DATA UNDER STUDY section start
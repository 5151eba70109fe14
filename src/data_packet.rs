use crate::consts::{
    ACN_PACKET_IDENTIFIER, DATA_PACKET_MAX_SIZE, DATA_PACKET_MIN_SIZE, DMP_ADDRESS_AND_DATA_TYPE,
    DMP_LAYER_OFFSET, DMX_NULL_START, FRAMING_LAYER_OFFSET, LAYER_FLAGS, POSTAMBLE_SIZE,
    PREAMBLE_SIZE, PROPERTY_VALUES_OFFSET, ROOT_LAYER_FLAGS_OFFSET, SOURCE_NAME_LENGTH,
    VECTOR_DATA_PACKET, VECTOR_DMP_SET_PROPERTY, VECTOR_ROOT_DATA,
};
use crate::layouts::data_packet_layout;
use crate::source_cid::SourceCid;
use crate::types::{DmxData, Priority, Universe};
use modular_bitfield::bitfield;
use modular_bitfield::prelude::B6;

/// Binary representation of an E1.31 data packet.
pub type BinaryDataPacket = heapless::Vec<u8, DATA_PACKET_MAX_SIZE>;

/// The human readable name a sender assigns itself.
pub type SourceName = heapless::String<SOURCE_NAME_LENGTH>;

#[bitfield]
struct OptionsField {
    #[skip]
    reserved: B6,
    /// The sender is shutting this stream down.
    pub stream_terminated: bool,
    /// The data is intended for visualizers, not for live output.
    pub preview_data: bool,
}

/// A decoded E1.31 data packet.
///
/// The synchronization address is not represented. Synchronized operation is
/// unsupported, so packets are processed as they arrive and the field is
/// always encoded as zero.
#[derive(Debug, Clone, Eq, PartialEq)]
pub struct DataPacket {
    pub cid: SourceCid,
    pub source_name: SourceName,
    pub priority: Priority,
    pub sequence_number: u8,
    pub stream_terminated: bool,
    pub preview_data: bool,
    pub universe: Universe,
    /// Channel data without the start code slot.
    pub dmx_data: DmxData,
}

impl DataPacket {
    pub fn deserialize(buffer: &[u8]) -> Result<Self, DataPacketDeserializationError> {
        deserialize_data_packet(buffer)
    }

    pub fn serialize(&self) -> BinaryDataPacket {
        serialize_data_packet(self)
    }
}

#[derive(Debug)]
#[cfg_attr(feature = "defmt", derive(defmt::Format))]
pub enum DataPacketDeserializationError {
    /// Buffer must be at least 126 bytes
    BufferTooSmall,
    /// Buffer must be at most 638 bytes
    BufferTooBig,
    /// Wrong preamble or postamble size
    WrongPreamble,
    /// The 12 byte ACN packet identifier did not match
    WrongPacketIdentifier,
    /// A flags nibble was not 0x7; contains contents of the nibble
    WrongFlags(u8),
    /// A layer length field disagrees with the datagram size; contains result of parsing
    WrongLayerLength(usize),
    /// Root layer carries something other than E1.31 data; contains contents of the vector field
    WrongRootVector(u32),
    /// Framing layer carries something other than a data packet; contains contents of the vector field
    WrongFramingVector(u32),
    /// DMP layer carries something other than set-property; contains contents of the vector field
    WrongDmpVector(u8),
    /// Address and data type must be 0xA1; contains contents of the field
    WrongAddressAndDataType(u8),
    /// First property address must be 0; contains contents of the field
    WrongFirstPropertyAddress(u16),
    /// Address increment must be 1; contains contents of the field
    WrongAddressIncrement(u16),
    /// Property value count disagrees with the payload; contains result of parsing
    WrongPropertyValueCount(usize),
    /// Slot 0 was not the DMX null start code; contains contents of the slot
    WrongStartCode(u8),
    /// The source name was not valid utf-8
    WrongSourceName,
    /// Priority above 200; contains contents of the field
    PriorityOutOfRange(u8),
    /// Universe outside 1..=63999; contains contents of the field
    UniverseOutOfRange(u16),
}

impl core::fmt::Display for DataPacketDeserializationError {
    fn fmt(&self, f: &mut core::fmt::Formatter<'_>) -> core::fmt::Result {
        match self {
            DataPacketDeserializationError::BufferTooSmall => write!(f, "buffer too small"),
            DataPacketDeserializationError::BufferTooBig => write!(f, "buffer too big"),
            DataPacketDeserializationError::WrongPreamble => {
                write!(f, "preamble or postamble size is incorrect")
            },
            DataPacketDeserializationError::WrongPacketIdentifier => {
                write!(f, "acn packet identifier is incorrect")
            },
            DataPacketDeserializationError::WrongFlags(flags) => {
                write!(f, "flags nibble {:#x} is incorrect", flags)
            },
            DataPacketDeserializationError::WrongLayerLength(length) => {
                write!(f, "layer length {} is incorrect", length)
            },
            DataPacketDeserializationError::WrongRootVector(vector) => {
                write!(f, "root vector {:#010x} is not data", vector)
            },
            DataPacketDeserializationError::WrongFramingVector(vector) => {
                write!(f, "framing vector {:#010x} is not a data packet", vector)
            },
            DataPacketDeserializationError::WrongDmpVector(vector) => {
                write!(f, "dmp vector {:#04x} is not set-property", vector)
            },
            DataPacketDeserializationError::WrongAddressAndDataType(value) => {
                write!(f, "address and data type {:#04x} is incorrect", value)
            },
            DataPacketDeserializationError::WrongFirstPropertyAddress(address) => {
                write!(f, "first property address {} is incorrect", address)
            },
            DataPacketDeserializationError::WrongAddressIncrement(increment) => {
                write!(f, "address increment {} is incorrect", increment)
            },
            DataPacketDeserializationError::WrongPropertyValueCount(count) => {
                write!(f, "property value count {} is incorrect", count)
            },
            DataPacketDeserializationError::WrongStartCode(start_code) => {
                write!(f, "start code {:#04x} is incorrect", start_code)
            },
            DataPacketDeserializationError::WrongSourceName => {
                write!(f, "source name is not valid utf-8")
            },
            DataPacketDeserializationError::PriorityOutOfRange(priority) => {
                write!(f, "priority {} is out of range", priority)
            },
            DataPacketDeserializationError::UniverseOutOfRange(universe) => {
                write!(f, "universe {} is out of range", universe)
            },
        }
    }
}

#[cfg(feature = "std")]
impl std::error::Error for DataPacketDeserializationError {}

fn check_flags_length(
    raw: u16,
    expected_length: usize,
) -> Result<(), DataPacketDeserializationError> {
    let flags = (raw >> 12) as u8;
    if flags != LAYER_FLAGS {
        return Err(DataPacketDeserializationError::WrongFlags(flags));
    }

    let length = (raw & 0x0FFF) as usize;
    if length != expected_length {
        return Err(DataPacketDeserializationError::WrongLayerLength(length));
    }

    Ok(())
}

fn encode_flags_length(length: usize) -> u16 {
    ((LAYER_FLAGS as u16) << 12) | length as u16
}

/// Deserialize an E1.31 data packet.
/// Buffer must be between 126 and 638 bytes.
pub fn deserialize_data_packet(
    buffer: &[u8],
) -> Result<DataPacket, DataPacketDeserializationError> {
    let buffer_size = buffer.len();

    if buffer_size < DATA_PACKET_MIN_SIZE {
        return Err(DataPacketDeserializationError::BufferTooSmall);
    }

    if buffer_size > DATA_PACKET_MAX_SIZE {
        return Err(DataPacketDeserializationError::BufferTooBig);
    }

    let packet_view = data_packet_layout::View::new(buffer);

    if packet_view.preamble_size().read() != PREAMBLE_SIZE
        || packet_view.postamble_size().read() != POSTAMBLE_SIZE
    {
        return Err(DataPacketDeserializationError::WrongPreamble);
    }

    if packet_view.acn_packet_identifier() != &ACN_PACKET_IDENTIFIER {
        return Err(DataPacketDeserializationError::WrongPacketIdentifier);
    }

    check_flags_length(
        packet_view.root_flags_length().read(),
        buffer_size - ROOT_LAYER_FLAGS_OFFSET,
    )?;

    let root_vector = packet_view.root_vector().read();
    if root_vector != VECTOR_ROOT_DATA {
        return Err(DataPacketDeserializationError::WrongRootVector(root_vector));
    }

    check_flags_length(
        packet_view.framing_flags_length().read(),
        buffer_size - FRAMING_LAYER_OFFSET,
    )?;

    let framing_vector = packet_view.framing_vector().read();
    if framing_vector != VECTOR_DATA_PACKET {
        return Err(DataPacketDeserializationError::WrongFramingVector(
            framing_vector,
        ));
    }

    check_flags_length(
        packet_view.dmp_flags_length().read(),
        buffer_size - DMP_LAYER_OFFSET,
    )?;

    let dmp_vector = packet_view.dmp_vector().read();
    if dmp_vector != VECTOR_DMP_SET_PROPERTY {
        return Err(DataPacketDeserializationError::WrongDmpVector(dmp_vector));
    }

    let address_and_data_type = packet_view.address_and_data_type().read();
    if address_and_data_type != DMP_ADDRESS_AND_DATA_TYPE {
        return Err(DataPacketDeserializationError::WrongAddressAndDataType(
            address_and_data_type,
        ));
    }

    let first_property_address = packet_view.first_property_address().read();
    if first_property_address != 0 {
        return Err(DataPacketDeserializationError::WrongFirstPropertyAddress(
            first_property_address,
        ));
    }

    let address_increment = packet_view.address_increment().read();
    if address_increment != 1 {
        return Err(DataPacketDeserializationError::WrongAddressIncrement(
            address_increment,
        ));
    }

    let property_values = packet_view.property_values();
    let property_value_count = packet_view.property_value_count().read() as usize;
    if property_value_count != property_values.len() {
        return Err(DataPacketDeserializationError::WrongPropertyValueCount(
            property_value_count,
        ));
    }

    let start_code = property_values[0];
    if start_code != DMX_NULL_START {
        return Err(DataPacketDeserializationError::WrongStartCode(start_code));
    }

    // The name is utf-8 padded with zero bytes, everything past the first one is ignored.
    let name_bytes = packet_view.source_name();
    let name_end = name_bytes
        .iter()
        .position(|&byte| byte == 0)
        .unwrap_or(SOURCE_NAME_LENGTH);
    let source_name = SourceName::from_utf8(
        heapless::Vec::from_slice(&name_bytes[..name_end])
            .or(Err(DataPacketDeserializationError::WrongSourceName))?,
    )
    .or(Err(DataPacketDeserializationError::WrongSourceName))?;

    let priority_field = packet_view.priority().read();
    let priority = Priority::new(priority_field)
        .map_err(|_| DataPacketDeserializationError::PriorityOutOfRange(priority_field))?;

    let universe_field = packet_view.universe().read();
    let universe = Universe::new(universe_field)
        .map_err(|_| DataPacketDeserializationError::UniverseOutOfRange(universe_field))?;

    let options = OptionsField::from_bytes([packet_view.options().read()]);

    // Redundant after the property value count check
    let dmx_data = DmxData::from_slice(&property_values[1..])
        .map_err(|_| DataPacketDeserializationError::BufferTooBig)?;

    Ok(DataPacket {
        cid: SourceCid::from_bytes(packet_view.cid()),
        source_name,
        priority,
        sequence_number: packet_view.sequence_number().read(),
        stream_terminated: options.stream_terminated(),
        preview_data: options.preview_data(),
        universe,
        dmx_data,
    })
}

/// Serializes an E1.31 data packet to a binary Vec.
pub fn serialize_data_packet(packet: &DataPacket) -> BinaryDataPacket {
    let property_value_count = packet.dmx_data.len() + 1;
    let total_packet_size = PROPERTY_VALUES_OFFSET + property_value_count;

    let mut dst = [0u8; DATA_PACKET_MAX_SIZE];
    let mut packet_view = data_packet_layout::View::new(&mut dst[..total_packet_size]);

    packet_view.preamble_size_mut().write(PREAMBLE_SIZE);
    packet_view.postamble_size_mut().write(POSTAMBLE_SIZE);
    packet_view
        .acn_packet_identifier_mut()
        .copy_from_slice(&ACN_PACKET_IDENTIFIER);
    packet_view
        .root_flags_length_mut()
        .write(encode_flags_length(
            total_packet_size - ROOT_LAYER_FLAGS_OFFSET,
        ));
    packet_view.root_vector_mut().write(VECTOR_ROOT_DATA);
    packet_view.cid_mut().copy_from_slice(packet.cid.as_bytes());

    packet_view
        .framing_flags_length_mut()
        .write(encode_flags_length(total_packet_size - FRAMING_LAYER_OFFSET));
    packet_view.framing_vector_mut().write(VECTOR_DATA_PACKET);
    // remaining name bytes stay zero
    packet_view.source_name_mut()[..packet.source_name.len()]
        .copy_from_slice(packet.source_name.as_bytes());
    packet_view.priority_mut().write(packet.priority.as_u8());
    packet_view.synchronization_address_mut().write(0);
    packet_view
        .sequence_number_mut()
        .write(packet.sequence_number);

    let options = OptionsField::new()
        .with_stream_terminated(packet.stream_terminated)
        .with_preview_data(packet.preview_data);
    packet_view.options_mut().write(options.into_bytes()[0]);
    packet_view.universe_mut().write(packet.universe.as_u16());

    packet_view.dmp_flags_length_mut().write(encode_flags_length(
        total_packet_size - DMP_LAYER_OFFSET,
    ));
    packet_view.dmp_vector_mut().write(VECTOR_DMP_SET_PROPERTY);
    packet_view
        .address_and_data_type_mut()
        .write(DMP_ADDRESS_AND_DATA_TYPE);
    packet_view.first_property_address_mut().write(0);
    packet_view.address_increment_mut().write(1);
    packet_view
        .property_value_count_mut()
        .write(property_value_count as u16);

    let property_values = packet_view.property_values_mut();
    property_values[0] = DMX_NULL_START;
    property_values[1..].copy_from_slice(&packet.dmx_data);

    heapless::Vec::from_slice(&dst[..total_packet_size]).unwrap()
}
DATA UNDER STUDY section end
WHAT TO PRODUCE: All lines above that contain the word "WrongSourceName" are to be copied.

RESPONSE TO THE EXERCISE:
    WrongSourceName,
            DataPacketDeserializationError::WrongSourceName => {
            .or(Err(DataPacketDeserializationError::WrongSourceName))?,
    .or(Err(DataPacketDeserializationError::WrongSourceName))?;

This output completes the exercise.